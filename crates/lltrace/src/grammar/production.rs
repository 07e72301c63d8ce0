use crate::error::GrammarError;
use crate::grammar::{NonTerminal, Symbol};
use smallvec::{SmallVec, smallvec};
use std::fmt;

#[cfg(feature = "serialize")]
use serde::{Deserialize, Serialize};

/// Right-hand side storage; most productions are short.
pub type ProductionRhs = SmallVec<[Symbol; 4]>;

/// A rewrite rule `A → α`.
///
/// An empty expansion is stored as the single symbol `ε`; `ε` never appears
/// next to other symbols and `$` never appears at all.
#[derive(Debug, Clone, PartialEq, Eq, Hash)]
#[cfg_attr(feature = "serialize", derive(Serialize, Deserialize))]
pub struct Production {
    left: NonTerminal,
    right: ProductionRhs,
}

impl Production {
    /// Create a production, normalizing an empty right-hand side to `[ε]`.
    ///
    /// # Errors
    ///
    /// Returns [`GrammarError::EmptySymbol`] for a symbol with empty text,
    /// [`GrammarError::MixedEpsilon`] when `ε` appears alongside other
    /// symbols and [`GrammarError::EndMarkerInProduction`] when `$` appears.
    pub fn new<I>(left: NonTerminal, right: I) -> Result<Self, GrammarError>
    where
        I: IntoIterator,
        I::Item: Into<Symbol>,
    {
        let right: ProductionRhs = right.into_iter().map(Into::into).collect();

        if right.iter().any(|symbol| symbol.as_str().is_empty()) {
            return Err(GrammarError::EmptySymbol);
        }
        if right.iter().any(Symbol::is_end_marker) {
            return Err(GrammarError::EndMarkerInProduction { left });
        }
        if right.len() > 1 && right.iter().any(Symbol::is_epsilon) {
            return Err(GrammarError::MixedEpsilon { left });
        }
        if right.is_empty() {
            return Ok(Self::epsilon(left));
        }

        Ok(Self { left, right })
    }

    /// `left → ε`
    #[must_use]
    pub fn epsilon(left: NonTerminal) -> Self {
        Self {
            left,
            right: smallvec![Symbol::Epsilon],
        }
    }

    /// The nonterminal being rewritten.
    #[must_use]
    pub const fn left(&self) -> &NonTerminal {
        &self.left
    }

    /// The right-hand side as stored, `[ε]` for an empty expansion.
    #[must_use]
    pub fn right(&self) -> &[Symbol] {
        &self.right
    }

    /// Whether the right-hand side is exactly `[ε]`.
    #[must_use]
    pub fn is_epsilon(&self) -> bool {
        matches!(self.right.as_slice(), [Symbol::Epsilon])
    }

    /// Right-hand symbols that actually occupy stack slots (and tree children).
    pub fn expansion(&self) -> impl DoubleEndedIterator<Item = &Symbol> + ExactSizeIterator {
        let symbols: &[Symbol] = if self.is_epsilon() { &[] } else { &self.right };
        symbols.iter()
    }
}

impl fmt::Display for Production {
    fn fmt(&self, f: &mut fmt::Formatter<'_>) -> fmt::Result {
        write!(f, "{} →", self.left)?;
        for symbol in &self.right {
            write!(f, " {symbol}")?;
        }
        Ok(())
    }
}
//! lltrace tools - command-line access to the predictive driver
//!
//! This crate loads parsing tables from JSON documents and prints traces,
//! trees and table listings.

pub mod cli;
pub mod commands;
pub mod document;

pub use commands::{CommandError, ParseOptions, list_table, parse_tokens};
pub use document::TableDocument;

☆ ☆ ☆ ☆ ☆

-- PROBLEM DETAILS --
Send back exactly the lines from the line with "pub mod cli;" through the end of the records.

-- EXERCISE RESULT --
pub mod cli;
pub mod commands;
pub mod document;

pub use commands::{CommandError, ParseOptions, list_table, parse_tokens};
pub use document::TableDocument;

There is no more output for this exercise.